Barbara, my nurse, was fantastic. Like all great ER nurses she has the most face to face time with the patient. She started an IV, was quick with the meds and double checked the doses at the bedside in my clear sight. I only got a small dose of pain medicine (my request) but she hooked me up to the monitor just to be safe. I (and she) knew that probably wasn't necessary but still it was comforting. She wasn't taking any chances and I really appreciated that. I joked with her and she joked back. I was facing a crisis but I was confident she knew my case and was looking out for me. She was a pro.

There is a thing called "The Patients Bill of Rights". As a physician, I have always rolled my eyes at this idea, thinking what is the point? I am on the patients side. I want to get the diagnosis right. I want them to get the right treatment. But now I know the Patients Bill of Rights is not about me, it's about the patients' trust.

So I have written the ER Patients Bill of Rights:
1. The Patient has the right to be afraid. We know that you don't know us and that is naturally frightening in this critical time.
2. The Patient has the right to be believed. I will believe you are sick.
3. The Patient must know that the doctors and nurses are asking them for their trust.
4. The Patient must trust that I will do the best for you to come up with the right diagnosis.

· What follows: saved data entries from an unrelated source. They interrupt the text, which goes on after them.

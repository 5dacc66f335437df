//! QR symbol generation
//!
//! Fixed at version 3 (29×29 modules) with medium error correction,
//! which fits the panel with a one-pixel quiet zone. The text is always
//! encoded in byte mode as UTF-8.

use qrcodegen_no_heap::{QrCode, QrCodeEcc, Version};

use qrclock_core::display::SymbolBitmap;
use qrclock_core::traits::SymbolEncoder;

const VERSION: Version = Version::new(3);
const BUFFER_LEN: usize = VERSION.buffer_len();

pub struct QrEncoder {
    data: [u8; BUFFER_LEN],
    out: [u8; BUFFER_LEN],
}

impl QrEncoder {
    pub const fn new() -> Self {
        Self {
            data: [0; BUFFER_LEN],
            out: [0; BUFFER_LEN],
        }
    }
}

impl SymbolEncoder for QrEncoder {
    fn encode(&mut self, text: &str) -> Option<SymbolBitmap> {
        let bytes = text.as_bytes();
        self.data.get_mut(..bytes.len())?.copy_from_slice(bytes);

        let qr = QrCode::encode_binary(
            &mut self.data,
            bytes.len(),
            &mut self.out,
            QrCodeEcc::Medium,
            VERSION,
            VERSION,
            None,
            false,
        )
        .ok()?;

        let size = usize::try_from(qr.size()).ok()?;
        let mut symbol = SymbolBitmap::new(size)?;
        for y in 0..size {
            for x in 0..size {
                if qr.get_module(x as i32, y as i32) {
                    symbol.set(x, y);
                }
            }
        }
        Some(symbol)
    }
}
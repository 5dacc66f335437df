//! Physical frame: per-chip bitplanes ready for shifting out

use super::address::PixelAddress;
use super::matrix::Cell;
use super::{CHANNEL_COUNT, PLANE_COUNT};

/// Plane index of the red LEDs in a channel's word pair
pub const PLANE_A: usize = 0;
/// Plane index of the green LEDs in a channel's word pair
pub const PLANE_B: usize = 1;

/// 16 channels × 2 planes × 64-bit bitplane
///
/// Recomputed from a [`LogicalMatrix`](super::LogicalMatrix) before
/// every bus write.
#[derive(Debug, Clone, Copy, PartialEq, Eq, Default)]
#[cfg_attr(feature = "defmt", derive(defmt::Format))]
pub struct PhysicalFrame {
    planes: [[u64; PLANE_COUNT]; CHANNEL_COUNT],
}

impl PhysicalFrame {
    /// All-dark frame
    pub const fn new() -> Self {
        Self {
            planes: [[0; PLANE_COUNT]; CHANNEL_COUNT],
        }
    }

    /// Build a frame directly from raw bitplanes
    pub const fn from_planes(planes: [[u64; PLANE_COUNT]; CHANNEL_COUNT]) -> Self {
        Self { planes }
    }

    /// OR a logical cell into the frame at the given address
    pub fn apply(&mut self, addr: PixelAddress, cell: Cell) {
        let words = &mut self.planes[addr.channel as usize];
        if cell.a {
            words[PLANE_A] |= addr.mask();
        }
        if cell.b {
            words[PLANE_B] |= addr.mask();
        }
    }

    /// Bitplane word for one channel and plane
    #[inline]
    pub fn plane(&self, channel: usize, plane: usize) -> u64 {
        self.planes[channel][plane]
    }

    /// Whether a single bit is set
    pub fn is_set(&self, channel: usize, plane: usize, bit: usize) -> bool {
        (self.planes[channel][plane] >> bit) & 1 != 0
    }

    /// Total number of set bits across all planes
    pub fn count_ones(&self) -> u32 {
        self.planes.iter().flatten().map(|word| word.count_ones()).sum()
    }

    pub fn planes(&self) -> &[[u64; PLANE_COUNT]; CHANNEL_COUNT] {
        &self.planes
    }
}
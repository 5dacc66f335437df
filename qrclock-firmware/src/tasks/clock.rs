//! Clock task: menu, rendering and time sync
//!
//! Owns the display, the RTC and the network client. Sleeps until the
//! tick or input task has something for it, then lets the
//! [`ClockContext`] consume the pending events.

use defmt::*;

use qrclock_core::clock::{ClockContext, Mode};

use crate::board::{Display, RealTimeClock};
use crate::channels::{PENDING_EVENTS, REFRESH, WAKE};
use crate::net::NtpClient;
use crate::qr::QrEncoder;

/// Everything the clock task takes ownership of
pub struct ClockResources {
    pub display: Display,
    pub rtc: RealTimeClock,
    pub ntp: NtpClient,
    pub start_mode: Mode,
    pub sync_timeout_ms: u32,
}

#[embassy_executor::task]
pub async fn clock_task(resources: ClockResources) {
    info!("Clock task started");

    let ClockResources {
        mut display,
        mut rtc,
        mut ntp,
        start_mode,
        sync_timeout_ms,
    } = resources;

    let mut context = ClockContext::new(start_mode);
    let mut encoder = QrEncoder::new();

    loop {
        WAKE.wait().await;

        let sync_requested =
            context.service(&PENDING_EVENTS, &REFRESH, &mut display, &mut rtc, &mut encoder);
        if !sync_requested {
            continue;
        }

        info!("Time sync started");
        match context
            .synchronize(&mut ntp, sync_timeout_ms, &mut display, &mut rtc)
            .await
        {
            Ok(now) => info!("Time sync succeeded: {}", now),
            Err(e) => warn!("Time sync failed: {}", e),
        }
    }
}
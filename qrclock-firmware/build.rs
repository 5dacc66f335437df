//! Build script for qrclock-firmware
//!
//! - Sets up linker search paths and scripts for memory.x
//! - Validates clock.toml at compile time

use std::collections::HashSet;
use std::env;
use std::fs::{self, File};
use std::io::Write;
use std::path::{Path, PathBuf};

/// GPIO lines wired to the CYW43 radio on the Pico W
const RADIO_PINS: [i64; 4] = [23, 24, 25, 29];

fn main() {
    setup_linker();
    validate_config();
}

/// Set up linker search paths for memory.x
fn setup_linker() {
    let out_dir = PathBuf::from(env::var("OUT_DIR").unwrap());

    // Copy memory.x to the output directory
    let memory_x = include_bytes!("memory.x");
    let mut f = File::create(out_dir.join("memory.x")).unwrap();
    f.write_all(memory_x).unwrap();

    // Tell rustc where to find memory.x
    println!("cargo:rustc-link-search={}", out_dir.display());

    if env::var("TARGET").is_ok_and(|t| t.starts_with("thumbv6m")) {
        println!("cargo:rustc-link-arg-bins=--nmagic");
        println!("cargo:rustc-link-arg-bins=-Tlink.x");
        println!("cargo:rustc-link-arg-bins=-Tlink-rp.x");
        println!("cargo:rustc-link-arg-bins=-Tdefmt.x");
    }

    // Re-run if memory.x changes
    println!("cargo:rerun-if-changed=memory.x");
    println!("cargo:rerun-if-changed=build.rs");
}

/// Validate clock.toml configuration at compile time
fn validate_config() {
    println!("cargo:rerun-if-changed=clock.toml");

    let config_path = Path::new("clock.toml");

    if !config_path.exists() {
        panic!(
            "\n\
            ╔══════════════════════════════════════════════════════════════════╗\n\
            ║  ERROR: clock.toml not found!                                    ║\n\
            ║                                                                  ║\n\
            ║  The firmware embeds clock.toml as its configuration.            ║\n\
            ║  Please create one in the qrclock-firmware directory.            ║\n\
            ╚══════════════════════════════════════════════════════════════════╝\n"
        );
    }

    let config_content = match fs::read_to_string(config_path) {
        Ok(content) => content,
        Err(e) => {
            panic!(
                "\n\
                ╔══════════════════════════════════════════════════════════════════╗\n\
                ║  ERROR: Failed to read clock.toml                                ║\n\
                ║                                                                  ║\n\
                ║  Error: {:<56} ║\n\
                ╚══════════════════════════════════════════════════════════════════╝\n",
                e
            );
        }
    };

    let config: toml::Value = match toml::from_str(&config_content) {
        Ok(value) => value,
        Err(e) => {
            let error_msg = e.to_string();
            panic!(
                "\n\
                ╔══════════════════════════════════════════════════════════════════╗\n\
                ║  ERROR: Invalid TOML syntax in clock.toml                        ║\n\
                ╠══════════════════════════════════════════════════════════════════╣\n\
                ║                                                                  ║\n\
                {}\n\
                ║                                                                  ║\n\
                ╚══════════════════════════════════════════════════════════════════╝\n",
                format_error_lines(&error_msg)
            );
        }
    };

    let mut errors = Vec::new();
    validate_ranges(&config, &mut errors);
    validate_pins(&config, &mut errors);

    if !errors.is_empty() {
        panic!(
            "\n\
            ╔══════════════════════════════════════════════════════════════════╗\n\
            ║  ERROR: Invalid clock configuration                              ║\n\
            ╠══════════════════════════════════════════════════════════════════╣\n\
            {}\n\
            ╚══════════════════════════════════════════════════════════════════╝\n",
            errors
                .iter()
                .map(|e| format!("║  • {:<62} ║", e))
                .collect::<Vec<_>>()
                .join("\n")
        );
    }

    println!("cargo:warning=clock.toml validated successfully");
}

/// Format error message lines with box drawing
fn format_error_lines(msg: &str) -> String {
    msg.lines()
        .map(|line| {
            let truncated = if line.len() > 64 {
                format!("{}...", &line[..61])
            } else {
                line.to_string()
            };
            format!("║  {:<64} ║", truncated)
        })
        .collect::<Vec<_>>()
        .join("\n")
}

fn integer(config: &toml::Value, section: &str, key: &str) -> Option<i64> {
    config.get(section)?.get(key)?.as_integer()
}

fn check_range(config: &toml::Value, section: &str, key: &str, min: i64, max: i64, errors: &mut Vec<String>) {
    if let Some(value) = integer(config, section, key) {
        if value < min || value > max {
            errors.push(format!("[{}] {} must be {}-{}", section, key, min, max));
        }
    }
}

fn validate_ranges(config: &toml::Value, errors: &mut Vec<String>) {
    check_range(config, "display", "brightness", 0, 7, errors);
    check_range(config, "display", "bit_delay_us", 0, 1000, errors);
    check_range(config, "rotary", "debounce_depth", 1, 64, errors);
    check_range(config, "rotary", "poll_interval_us", 1, 100_000, errors);
    check_range(config, "rtc", "delay_us", 0, 1000, errors);
    check_range(config, "clock", "utc_offset_minutes", -1439, 1439, errors);
    check_range(config, "clock", "refresh_interval_ms", 1, 60_000, errors);
    check_range(config, "ntp", "port", 1, 65535, errors);
    check_range(config, "ntp", "timeout_ms", 1, 600_000, errors);

    if let Some(mode) = config
        .get("clock")
        .and_then(|c| c.get("start_mode"))
        .and_then(|m| m.as_str())
    {
        if !["qr", "analog", "digital"].contains(&mode) {
            errors.push("[clock] start_mode must be 'qr', 'analog' or 'digital'".to_string());
        }
    }
}

/// Parse "gpioN" or "^gpioN"
fn pin_number(value: &toml::Value) -> Option<i64> {
    let s = value.as_str()?;
    let s = s.strip_prefix('^').unwrap_or(s);
    s.strip_prefix("gpio")?.parse().ok()
}

fn validate_pins(config: &toml::Value, errors: &mut Vec<String>) {
    let mut pins: Vec<(String, &toml::Value)> = Vec::new();
    let single = [
        ("display", "clk_pin"),
        ("rotary", "a_pin"),
        ("rotary", "b_pin"),
        ("rotary", "push_pin"),
        ("rtc", "clk_pin"),
        ("rtc", "dio_pin"),
        ("rtc", "ce_pin"),
    ];
    for (section, key) in single {
        if let Some(value) = config.get(section).and_then(|s| s.get(key)) {
            pins.push((format!("[{}] {}", section, key), value));
        }
    }

    match config.get("display").and_then(|d| d.get("data_pins")) {
        Some(toml::Value::Array(items)) => {
            if items.len() != 16 {
                errors.push("[display] data_pins must list exactly 16 pins".to_string());
            }
            for (i, item) in items.iter().enumerate() {
                pins.push((format!("[display] data_pins[{}]", i), item));
            }
        }
        Some(_) => errors.push("[display] data_pins must be an array".to_string()),
        None => {}
    }

    let mut seen = HashSet::new();
    for (name, value) in pins {
        match pin_number(value) {
            Some(pin) if !(0..30).contains(&pin) => {
                errors.push(format!("{} gpio{} out of range", name, pin));
            }
            Some(pin) if RADIO_PINS.contains(&pin) => {
                errors.push(format!("{} gpio{} is used by the radio", name, pin));
            }
            Some(pin) => {
                if !seen.insert(pin) {
                    errors.push(format!("{} gpio{} assigned twice", name, pin));
                }
            }
            None => errors.push(format!("{} must look like \"gpioN\"", name)),
        }
    }
}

Not of of fear of being sued, but because I want you to get better.
5. We (including you) are part of a team. We must all work together and do our best to solve this problem.

*This Bill of Rights may not apply to everyone. If you come in weekly and have cried wolf too many times, you have betrayed our trust. And this is a two way street.

So what have I learned from being on the other side?
It's miserable. But when it's miserable I want to be the kind of doctor that (and I can't believe I'm saying this) is a comforter. It's not just getting the diagnosis and providing treatment. It's about reaching out and really helping someone in a time of need.